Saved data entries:
◇ ◇ ◇ ◇ ◇

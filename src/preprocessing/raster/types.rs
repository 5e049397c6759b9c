//! In-memory raster types

use crate::preprocessing::common::error::{PreProcessError, Result};
use crate::preprocessing::raster::palette::Palette;
use crate::preprocessing::raster::projection::SpatialReference;

/// Sample type of a single band.
#[derive(Debug, Clone, Copy, PartialEq, Eq)]
pub enum PixelType {
    Byte,
    UInt16,
    Int16,
    UInt32,
    Int32,
    Float32,
    Float64,
}

impl PixelType {
    pub fn bits(&self) -> u16 {
        match self {
            PixelType::Byte => 8,
            PixelType::UInt16 | PixelType::Int16 => 16,
            PixelType::UInt32 | PixelType::Int32 | PixelType::Float32 => 32,
            PixelType::Float64 => 64,
        }
    }

    /// TIFF SampleFormat value: 1 = unsigned, 2 = signed, 3 = IEEE float.
    pub fn sample_format(&self) -> u16 {
        match self {
            PixelType::Byte | PixelType::UInt16 | PixelType::UInt32 => 1,
            PixelType::Int16 | PixelType::Int32 => 2,
            PixelType::Float32 | PixelType::Float64 => 3,
        }
    }

    pub fn is_integer(&self) -> bool {
        self.sample_format() != 3
    }

    /// Rounds and saturates a value into the representable range of this type.
    pub fn clamp(&self, value: f64) -> f64 {
        let (lo, hi) = match self {
            PixelType::Byte => (u8::MIN as f64, u8::MAX as f64),
            PixelType::UInt16 => (u16::MIN as f64, u16::MAX as f64),
            PixelType::Int16 => (i16::MIN as f64, i16::MAX as f64),
            PixelType::UInt32 => (u32::MIN as f64, u32::MAX as f64),
            PixelType::Int32 => (i32::MIN as f64, i32::MAX as f64),
            PixelType::Float32 => return value as f32 as f64,
            PixelType::Float64 => return value,
        };
        if value.is_nan() {
            return lo;
        }
        value.round().clamp(lo, hi)
    }
}

/// Affine transform mapping pixel (col, row) to world (x, y).
#[derive(Debug, Clone, Copy, PartialEq)]
pub struct GeoTransform(pub [f64; 6]);

impl GeoTransform {
    /// The "unset" transform GDAL reports for rasters without georeferencing.
    pub const IDENTITY: GeoTransform = GeoTransform([0.0, 1.0, 0.0, 0.0, 0.0, 1.0]);

    pub fn is_identity(&self) -> bool {
        *self == Self::IDENTITY
    }

    pub fn apply(&self, col: f64, row: f64) -> (f64, f64) {
        let gt = &self.0;
        (
            gt[0] + col * gt[1] + row * gt[2],
            gt[3] + col * gt[4] + row * gt[5],
        )
    }

    /// Returns the inverse transform (world -> pixel), or `None` when the
    /// transform is degenerate.
    pub fn invert(&self) -> Option<GeoTransform> {
        let gt = &self.0;
        let det = gt[1] * gt[5] - gt[2] * gt[4];
        if det.abs() < f64::EPSILON {
            return None;
        }
        let inv_det = 1.0 / det;
        let a = gt[5] * inv_det;
        let b = -gt[2] * inv_det;
        let d = -gt[4] * inv_det;
        let e = gt[1] * inv_det;
        Some(GeoTransform([
            -gt[0] * a - gt[3] * b,
            a,
            b,
            -gt[0] * d - gt[3] * e,
            d,
            e,
        ]))
    }

    pub fn has_rotation(&self) -> bool {
        self.0[2] != 0.0 || self.0[4] != 0.0
    }
}

impl Default for GeoTransform {
    fn default() -> Self {
        Self::IDENTITY
    }
}

/// A single band: row-major samples widened to f64 plus its declared type.
#[derive(Debug, Clone, PartialEq)]
pub struct Band {
    pub data: Vec<f64>,
    pub pixel_type: PixelType,
    pub nodata: Option<f64>,
}

impl Band {
    pub fn new(data: Vec<f64>, pixel_type: PixelType) -> Self {
        Self {
            data,
            pixel_type,
            nodata: None,
        }
    }

    pub fn with_nodata(mut self, nodata: Option<f64>) -> Self {
        self.nodata = nodata;
        self
    }

    /// True when `value` equals the declared nodata value (NaN matches NaN).
    pub fn is_nodata(&self, value: f64) -> bool {
        match self.nodata {
            Some(nd) if nd.is_nan() => value.is_nan(),
            Some(nd) => value == nd,
            None => false,
        }
    }

    /// Minimum and maximum over all finite, non-nodata samples.
    pub fn valid_range(&self) -> Option<(f64, f64)> {
        self.data
            .iter()
            .copied()
            .filter(|v| v.is_finite() && !self.is_nodata(*v))
            .fold(None, |acc, v| match acc {
                None => Some((v, v)),
                Some((lo, hi)) => Some((lo.min(v), hi.max(v))),
            })
    }
}

/// In-memory raster: grid, bands, georeferencing and optional overview levels.
///
/// Handles are deliberately not `Clone`: every transform consumes the handle it
/// is given, so only one generation of a raster is alive at a time.
#[derive(Debug)]
pub struct RasterHandle {
    pub width: usize,
    pub height: usize,
    pub bands: Vec<Band>,
    pub geo_transform: GeoTransform,
    pub spatial_ref: Option<SpatialReference>,
    /// Color table for single-band paletted rasters
    pub palette: Option<Palette>,
    /// Reduced-resolution copies, finest first
    pub overviews: Vec<RasterHandle>,
}

impl RasterHandle {
    pub fn new(width: usize, height: usize, bands: Vec<Band>) -> Result<Self> {
        if width == 0 || height == 0 {
            return Err(PreProcessError::InvalidDimensions(width, height));
        }
        if bands.is_empty() {
            return Err(PreProcessError::UnsupportedFormat(
                "raster must have at least one band".to_string(),
            ));
        }
        if let Some((idx, band)) = bands
            .iter()
            .enumerate()
            .find(|(_, b)| b.data.len() != width * height)
        {
            return Err(PreProcessError::UnsupportedFormat(format!(
                "band {} holds {} samples, expected {}x{}",
                idx + 1,
                band.data.len(),
                width,
                height
            )));
        }

        Ok(Self {
            width,
            height,
            bands,
            geo_transform: GeoTransform::IDENTITY,
            spatial_ref: None,
            palette: None,
            overviews: Vec::new(),
        })
    }

    pub fn with_geo_transform(mut self, geo_transform: GeoTransform) -> Self {
        self.geo_transform = geo_transform;
        self
    }

    pub fn with_spatial_ref(mut self, spatial_ref: Option<SpatialReference>) -> Self {
        self.spatial_ref = spatial_ref;
        self
    }

    pub fn with_palette(mut self, palette: Option<Palette>) -> Self {
        self.palette = palette;
        self
    }

    pub fn band_count(&self) -> usize {
        self.bands.len()
    }

    /// Returns band `index` using GDAL's 1-based numbering.
    pub fn band(&self, index: usize) -> Result<&Band> {
        index
            .checked_sub(1)
            .and_then(|i| self.bands.get(i))
            .ok_or_else(|| {
                PreProcessError::InvalidBandConfigError(format!(
                    "band {} requested, raster has {} band(s)",
                    index,
                    self.bands.len()
                ))
            })
    }

    /// True when the raster carries usable georeferencing.
    pub fn is_georeferenced(&self) -> bool {
        !self.geo_transform.is_identity()
    }

    /// Common pixel type of all bands, `None` when bands disagree.
    pub fn pixel_type(&self) -> Option<PixelType> {
        let first = self.bands.first()?.pixel_type;
        self.bands
            .iter()
            .all(|b| b.pixel_type == first)
            .then_some(first)
    }
}

#[cfg(test)]
mod tests {
    use super::*;

    #[test]
    fn test_identity_sentinel() {
        assert!(GeoTransform::IDENTITY.is_identity());
        assert!(GeoTransform::default().is_identity());
        assert!(!GeoTransform([10.0, 0.5, 0.0, 50.0, 0.0, -0.5]).is_identity());
    }

    #[test]
    fn test_geo_transform_inverse() {
        let gt = GeoTransform([500000.0, 30.0, 0.0, 4200000.0, 0.0, -30.0]);
        let inv = gt.invert().unwrap();
        let (x, y) = gt.apply(12.0, 7.0);
        let (col, row) = inv.apply(x, y);
        assert!((col - 12.0).abs() < 1e-9);
        assert!((row - 7.0).abs() < 1e-9);

        assert!(GeoTransform([0.0, 0.0, 0.0, 0.0, 0.0, 0.0]).invert().is_none());
    }

    #[test]
    fn test_new_rejects_bad_shapes() {
        assert!(matches!(
            RasterHandle::new(0, 10, vec![Band::new(vec![], PixelType::Byte)]),
            Err(PreProcessError::InvalidDimensions(0, 10))
        ));
        assert!(RasterHandle::new(2, 2, vec![]).is_err());
        assert!(RasterHandle::new(2, 2, vec![Band::new(vec![0.0; 3], PixelType::Byte)]).is_err());
    }

    #[test]
    fn test_band_lookup_is_one_based() {
        let raster = RasterHandle::new(
            1,
            1,
            vec![
                Band::new(vec![1.0], PixelType::Byte),
                Band::new(vec![2.0], PixelType::Byte),
            ],
        )
        .unwrap();

        assert_eq!(raster.band(2).unwrap().data[0], 2.0);
        assert!(matches!(
            raster.band(0),
            Err(PreProcessError::InvalidBandConfigError(_))
        ));
        assert!(raster.band(3).is_err());
    }

    #[test]
    fn test_valid_range_skips_nodata() {
        let band = Band::new(vec![0.0, 4.0, 9.0, f64::NAN], PixelType::Float32)
            .with_nodata(Some(0.0));
        assert_eq!(band.valid_range(), Some((4.0, 9.0)));

        let all_nodata = Band::new(vec![0.0, 0.0], PixelType::Byte).with_nodata(Some(0.0));
        assert_eq!(all_nodata.valid_range(), None);
    }

    #[test]
    fn test_pixel_type_clamp() {
        assert_eq!(PixelType::Byte.clamp(300.0), 255.0);
        assert_eq!(PixelType::Byte.clamp(-4.0), 0.0);
        assert_eq!(PixelType::Int16.clamp(-40000.0), i16::MIN as f64);
        assert_eq!(PixelType::UInt16.clamp(12.6), 13.0);
        assert_eq!(PixelType::Float64.clamp(12.6), 12.6);
    }
}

◇ ◇ ◇ ◇ ◇

Work item: Look above for the line holding "its declared type." and the line holding "pub fn new(data: Vec<f64>, pixel_type: PixelType)". Retype both, and every line between them, word for word and nothing else.

Response box:
/// A single band: row-major samples widened to f64 plus its declared type.
#[derive(Debug, Clone, PartialEq)]
pub struct Band {
    pub data: Vec<f64>,
    pub pixel_type: PixelType,
    pub nodata: Option<f64>,
}

impl Band {
    pub fn new(data: Vec<f64>, pixel_type: PixelType) -> Self {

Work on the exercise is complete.